Our family, of course, was wonderful after Dad’s passing. My friends were amazing. Our church and school community helped keep our faith strong. I don’t see how some people lose their faith when they lose a close loved one. Without my faith, I would have evaporated.
Two things especially brought comfort. I was part of a group of ladies in a bereavement group at our church, which focused on acknowledging and expressing grief instead of pushing it away.
Second, I felt relieved that Dad was free from the horrendous war that Parkinson’s Disease waged on his body.
Just after Dad passed away, a friend who had lost her father a couple of years before said the time would come when I wouldn’t remember Dad as sick, in the hospital, hooked up to machines or struggling to walk and eat and speak. Those memories would be replaced with images of him as the healthy guy he was for most of his life. That is definitely starting to happen. My brother says he remembers Dad that way. It’s a blessing.

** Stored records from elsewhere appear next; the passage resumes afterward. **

//! Worker node daemon: waits on the control channel, spawns a pool of
//! explorers or extractors on `start` and tears it down on `stop`.

use std::future::Future;

use tokio::sync::mpsc;
use tokio_util::sync::CancellationToken;

use crate::broker::{Broker, keys, push_json};
use crate::error::AppError;
use crate::job::{NodeConfig, Role};
use crate::models::{ControlMessage, WorkerAck};
use crate::pool::WorkerPool;
use crate::worker::backoff;

/// Creates the workers a node runs.
pub trait WorkerFactory: Send + Sync + 'static {
    fn role(&self) -> Role;

    /// Build one worker and return its run future.
    ///
    /// The future must stop after its current item once `cancel_token` fires.
    fn launch(
        &self,
        worker_id: String,
        cancel_token: CancellationToken,
    ) -> impl Future<Output = Result<u64, AppError>> + Send + 'static;
}

pub struct WorkerNode<B, WF>
where
    B: Broker,
    WF: WorkerFactory,
{
    broker: B,
    factory: WF,
    config: NodeConfig,
}

impl<B, WF> WorkerNode<B, WF>
where
    B: Broker,
    WF: WorkerFactory,
{
    pub fn new(broker: B, factory: WF, config: NodeConfig) -> Self {
        Self {
            broker,
            factory,
            config,
        }
    }

    pub fn role(&self) -> Role {
        self.config.role
    }

    /// Serve control commands until `shutdown` is cancelled.
    ///
    /// A lost subscription is re-established after a backoff. On shutdown any
    /// running pool is terminated with the configured grace period.
    pub async fn run(&self, shutdown: CancellationToken) -> Result<(), AppError> {
        let role = self.config.role;
        tracing::info!(%role, "Worker node waiting for start command");

        let mut pool: Option<WorkerPool> = None;

        while !shutdown.is_cancelled() {
            let control = match self.broker.subscribe(keys::CONTROL_CHANNEL).await {
                Ok(control) => control,
                Err(e) => {
                    tracing::warn!(%role, error = %e, "Control subscription failed");
                    if !backoff(&shutdown, self.config.resubscribe_backoff).await {
                        break;
                    }
                    continue;
                }
            };

            if self.serve(control, &mut pool, &shutdown).await {
                break;
            }
            tracing::warn!(%role, "Control channel lost, resubscribing");
            if !backoff(&shutdown, self.config.resubscribe_backoff).await {
                break;
            }
        }

        if let Some(pool) = pool.take() {
            let size = pool.size();
            let exit = pool.terminate(self.config.terminate_grace).await;
            tracing::info!(%role, ?exit, "Worker pool shut down");
            self.ack_stopped(size).await;
        }
        tracing::info!(%role, "Worker node stopped");
        Ok(())
    }

    /// Handle messages from one subscription. Returns true on shutdown, false
    /// when the subscription closed.
    async fn serve(
        &self,
        mut control: mpsc::UnboundedReceiver<String>,
        pool: &mut Option<WorkerPool>,
        shutdown: &CancellationToken,
    ) -> bool {
        let mut reap = tokio::time::interval(self.config.reap_interval);

        loop {
            tokio::select! {
                () = shutdown.cancelled() => return true,
                message = control.recv() => match message {
                    Some(raw) => {
                        let current = pool.take();
                        *pool = self.handle_message(&raw, current, shutdown).await;
                    }
                    None => return false,
                },
                _ = reap.tick() => {
                    if let Some(done) = pool.take_if(|running| running.reap() == 0) {
                        tracing::info!(role = %self.config.role, "All workers finished, waiting for next start");
                        self.ack_stopped(done.size()).await;
                    }
                }
            }
        }
    }

    async fn handle_message(
        &self,
        raw: &str,
        pool: Option<WorkerPool>,
        shutdown: &CancellationToken,
    ) -> Option<WorkerPool> {
        let role = self.config.role;
        let command = match ControlMessage::decode(raw) {
            Ok(command) => command,
            Err(e) => {
                tracing::warn!(%role, error = %e, "Ignoring unknown control message");
                return pool;
            }
        };

        match command {
            ControlMessage::Start => {
                if let Some(previous) = pool {
                    tracing::warn!(%role, "Start received while a pool is running, replacing it");
                    previous.terminate(self.config.terminate_grace).await;
                }
                Some(self.start_pool(shutdown).await)
            }
            ControlMessage::Stop { drain: true } => {
                if let Some(running) = &pool {
                    tracing::info!(%role, "Stop received, letting workers drain");
                    running.cancel();
                }
                pool
            }
            ControlMessage::Stop { drain: false } => {
                if let Some(running) = pool {
                    tracing::info!(%role, "Stop received, terminating workers");
                    let size = running.size();
                    let exit = running.terminate(self.config.terminate_grace).await;
                    tracing::info!(%role, ?exit, "Worker pool terminated");
                    self.ack_stopped(size).await;
                }
                None
            }
        }
    }

    /// Spawn the pool sized from the broker and acknowledge readiness.
    async fn start_pool(&self, shutdown: &CancellationToken) -> WorkerPool {
        let role = self.config.role;
        let size = self.pool_size().await;
        let pool = WorkerPool::spawn(&self.factory, size, shutdown);

        match push_json(&self.broker, role.ack_queue(), &WorkerAck::ready(size)).await {
            Ok(()) => tracing::info!(%role, workers = size, "Acknowledged start"),
            Err(e) => tracing::error!(%role, error = %e, "Failed to acknowledge start"),
        }
        pool
    }

    /// Report that this node's pool is gone, so the orchestrator can collect
    /// results knowing no worker of the job still writes to the broker.
    async fn ack_stopped(&self, size: u32) {
        let role = self.config.role;
        match push_json(&self.broker, role.ack_queue(), &WorkerAck::stopped(size)).await {
            Ok(()) => tracing::info!(%role, "Acknowledged stop"),
            Err(e) => tracing::error!(%role, error = %e, "Failed to acknowledge stop"),
        }
    }

    async fn pool_size(&self) -> u32 {
        let role = self.config.role;
        match self.broker.get(role.count_key()).await {
            Ok(Some(raw)) => raw.trim().parse().unwrap_or_else(|_| {
                tracing::warn!(%role, value = %raw, "Invalid worker count, using default");
                self.config.default_workers
            }),
            Ok(None) => self.config.default_workers,
            Err(e) => {
                tracing::warn!(%role, error = %e, "Could not read worker count, using default");
                self.config.default_workers
            }
        }
    }
}
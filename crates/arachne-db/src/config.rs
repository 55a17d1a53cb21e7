use arachne_core::AppError;

/// Connection settings for the Postgres broker.
#[derive(Debug, Clone)]
pub struct DatabaseConfig {
    pub url: String,
    pub max_connections: u32,
}

impl DatabaseConfig {
    /// Read configuration from environment variables.
    ///
    /// - `DATABASE_URL` (required)
    /// - `DATABASE_MAX_CONNECTIONS` (optional, defaults to 5)
    pub fn from_env() -> Result<Self, AppError> {
        let url = std::env::var("DATABASE_URL").map_err(|_| {
            AppError::ConfigError("DATABASE_URL not set. Required for the shared broker.".into())
        })?;
        let max_connections = parse_max_connections(std::env::var("DATABASE_MAX_CONNECTIONS").ok())?;

        Ok(Self {
            url,
            max_connections,
        })
    }
}

fn parse_max_connections(raw: Option<String>) -> Result<u32, AppError> {
    let Some(raw) = raw else {
        return Ok(5);
    };
    let parsed: u32 = raw.parse().map_err(|_| {
        AppError::ConfigError(format!(
            "Invalid DATABASE_MAX_CONNECTIONS '{raw}': must be a positive integer"
        ))
    })?;
    if parsed == 0 {
        return Err(AppError::ConfigError(
            "DATABASE_MAX_CONNECTIONS must be at least 1".into(),
        ));
    }
    Ok(parsed)
}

But I admit, it is hard to see men Dad’s age having fun with their grandchildren. I’m so thankful my kids knew my father and loved him. I just wish they had been allowed to have him longer. I try to talk about him when a memory pops up. Just this week when the weather turned frigid, the Girl’s windshield was frosted over. I remembered Dad’s trick for taking care of that. Her face lit up when I said, “That’s Papa saying, HEY!” So, he lives on in fun, cool ways. Appropriate for a fun, cool Papa.
Most of the time, though, I just can’t believe he is gone. He’s not here to celebrate my new job, or to see the Girl as concertmistress of her orchestra or to hear the Boy sing a solo at church. Or to see them graduate, or get married, or have children.
But if I dwelled on that, I’d go crazy.
Instead, I see the guy with a big, bushy mustache (sometimes a beard) who loved eating his mother-in-law’s desserts, who pinched kids’ noses as a sign of affection and who wore the same red and green plaid shirt every Christmas. He’s the one who slicked his thinning hair straight back instead of combing over, who didn’t smile for a photo unless someone he loved was behind the camera, who let his daughter interview him for a TV story in college… who worked his tail off and sacrificed so I could GO to college.
He’s the one I think of when I try not to get choked up singing this song (based on Isaiah 40:31) at church: “We will run and not grow weary, for our God will be our strength. And we will fly like the eagle. We will rise again.”
Harold W. McClure, HWM, Dad, Papa… is doing all that. And one day, he’ll see me and say, “Hey, Baby,” just like always. And we’ll go have some pound cake.